■ Your objective
Each record below must be written out exactly as given.

#####

//! In-memory transport with scripted peer behaviour, for unit tests.

use std::collections::VecDeque;
use std::sync::atomic::{AtomicUsize, Ordering};
use std::sync::Arc;
use std::time::Duration;

use super::{ConnState, Connection, Endpoint, Payload, StateCell, Transport, TransportError};

#[derive(Debug, Clone)]
pub enum Peer {
    /// Opens immediately and echoes every frame.
    Echo,
    /// Opens after the delay, then echoes.
    SlowOpen(Duration),
    /// The handshake never completes.
    NeverOpen,
    /// Refuses the connection.
    Refuse(String),
    /// Replies with the frame plus one trailing byte.
    Mangle,
    /// Echoes the same bytes, always as a binary frame.
    Rebinary,
    /// Opens but never replies.
    Silent,
    /// Echoes `n` frames, then drops the connection.
    DropAfter(usize),
}

#[derive(Debug, Default)]
pub struct Counters {
    pub opened: AtomicUsize,
    pub closed: AtomicUsize,
    pub frames: AtomicUsize,
}

pub struct ScriptedTransport {
    peer: Peer,
    available: bool,
    pub counters: Arc<Counters>,
}

impl ScriptedTransport {
    pub fn new(peer: Peer) -> Self {
        Self {
            peer,
            available: true,
            counters: Arc::new(Counters::default()),
        }
    }

    pub fn unavailable() -> Self {
        Self {
            available: false,
            ..Self::new(Peer::Echo)
        }
    }
}

#[async_trait::async_trait]
impl Transport for ScriptedTransport {
    fn name(&self) -> &str {
        "scripted"
    }

    fn is_available(&self) -> bool {
        self.available
    }

    async fn connect(&self, endpoint: &Endpoint) -> Result<Box<dyn Connection>, TransportError> {
        match &self.peer {
            Peer::NeverOpen => std::future::pending::<()>().await,
            Peer::Refuse(reason) => {
                return Err(TransportError::Handshake {
                    endpoint: endpoint.to_string(),
                    reason: reason.clone(),
                })
            }
            Peer::SlowOpen(delay) => tokio::time::sleep(*delay).await,
            _ => {}
        }
        self.counters.opened.fetch_add(1, Ordering::SeqCst);
        Ok(Box::new(ScriptedConnection {
            peer: self.peer.clone(),
            state: StateCell::new(ConnState::Open),
            replies: VecDeque::new(),
            counters: self.counters.clone(),
        }))
    }
}

struct ScriptedConnection {
    peer: Peer,
    state: StateCell,
    replies: VecDeque<Payload>,
    counters: Arc<Counters>,
}

#[async_trait::async_trait]
impl Connection for ScriptedConnection {
    fn state(&self) -> ConnState {
        self.state.get()
    }

    async fn send(&mut self, payload: &Payload) -> Result<(), TransportError> {
        if self.state.get() != ConnState::Open {
            return Err(TransportError::Closed);
        }
        let seen = self.counters.frames.fetch_add(1, Ordering::SeqCst) + 1;
        match &self.peer {
            Peer::Silent => {}
            Peer::Mangle => {
                let mut bytes = payload.as_bytes().to_vec();
                bytes.push(b'!');
                self.replies.push_back(Payload::binary(bytes));
            }
            Peer::Rebinary => {
                self.replies
                    .push_back(Payload::binary(payload.as_bytes().to_vec()));
            }
            Peer::DropAfter(n) if seen > *n => {
                self.state.set(ConnState::Closed);
            }
            _ => self.replies.push_back(payload.clone()),
        }
        Ok(())
    }

    async fn recv(&mut self) -> Option<Payload> {
        if let Some(reply) = self.replies.pop_front() {
            return Some(reply);
        }
        if self.state.get() == ConnState::Closed {
            return None;
        }
        std::future::pending().await
    }

    async fn close(&mut self) {
        if self.state.mark_closed() != ConnState::Closed {
            self.counters.closed.fetch_add(1, Ordering::SeqCst);
        }
    }
}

#####

■ Task response
//! In-memory transport with scripted peer behaviour, for unit tests.

use std::collections::VecDeque;
use std::sync::atomic::{AtomicUsize, Ordering};
use std::sync::Arc;
use std::time::Duration;

use super::{ConnState, Connection, Endpoint, Payload, StateCell, Transport, TransportError};

#[derive(Debug, Clone)]
pub enum Peer {
    /// Opens immediately and echoes every frame.
    Echo,
    /// Opens after the delay, then echoes.
    SlowOpen(Duration),
    /// The handshake never completes.
    NeverOpen,
    /// Refuses the connection.
    Refuse(String),
    /// Replies with the frame plus one trailing byte.
    Mangle,
    /// Echoes the same bytes, always as a binary frame.
    Rebinary,
    /// Opens but never replies.
    Silent,
    /// Echoes `n` frames, then drops the connection.
    DropAfter(usize),
}

#[derive(Debug, Default)]
pub struct Counters {
    pub opened: AtomicUsize,
    pub closed: AtomicUsize,
    pub frames: AtomicUsize,
}

pub struct ScriptedTransport {
    peer: Peer,
    available: bool,
    pub counters: Arc<Counters>,
}

impl ScriptedTransport {
    pub fn new(peer: Peer) -> Self {
        Self {
            peer,
            available: true,
            counters: Arc::new(Counters::default()),
        }
    }

    pub fn unavailable() -> Self {
        Self {
            available: false,
            ..Self::new(Peer::Echo)
        }
    }
}

#[async_trait::async_trait]
impl Transport for ScriptedTransport {
    fn name(&self) -> &str {
        "scripted"
    }

    fn is_available(&self) -> bool {
        self.available
    }

    async fn connect(&self, endpoint: &Endpoint) -> Result<Box<dyn Connection>, TransportError> {
        match &self.peer {
            Peer::NeverOpen => std::future::pending::<()>().await,
            Peer::Refuse(reason) => {
                return Err(TransportError::Handshake {
                    endpoint: endpoint.to_string(),
                    reason: reason.clone(),
                })
            }
            Peer::SlowOpen(delay) => tokio::time::sleep(*delay).await,
            _ => {}
        }
        self.counters.opened.fetch_add(1, Ordering::SeqCst);
        Ok(Box::new(ScriptedConnection {
            peer: self.peer.clone(),
            state: StateCell::new(ConnState::Open),
            replies: VecDeque::new(),
            counters: self.counters.clone(),
        }))
    }
}

struct ScriptedConnection {
    peer: Peer,
    state: StateCell,
    replies: VecDeque<Payload>,
    counters: Arc<Counters>,
}

#[async_trait::async_trait]
impl Connection for ScriptedConnection {
    fn state(&self) -> ConnState {
        self.state.get()
    }

    async fn send(&mut self, payload: &Payload) -> Result<(), TransportError> {
        if self.state.get() != ConnState::Open {
            return Err(TransportError::Closed);
        }
        let seen = self.counters.frames.fetch_add(1, Ordering::SeqCst) + 1;
        match &self.peer {
            Peer::Silent => {}
            Peer::Mangle => {
                let mut bytes = payload.as_bytes().to_vec();
                bytes.push(b'!');
                self.replies.push_back(Payload::binary(bytes));
            }
            Peer::Rebinary => {
                self.replies
                    .push_back(Payload::binary(payload.as_bytes().to_vec()));
            }
            Peer::DropAfter(n) if seen > *n => {
                self.state.set(ConnState::Closed);
            }
            _ => self.replies.push_back(payload.clone()),
        }
        Ok(())
    }

    async fn recv(&mut self) -> Option<Payload> {
        if let Some(reply) = self.replies.pop_front() {
            return Some(reply);
        }
        if self.state.get() == ConnState::Closed {
            return None;
        }
        std::future::pending().await
    }

    async fn close(&mut self) {
        if self.state.mark_closed() != ConnState::Closed {
            self.counters.closed.fetch_add(1, Ordering::SeqCst);
        }
    }
}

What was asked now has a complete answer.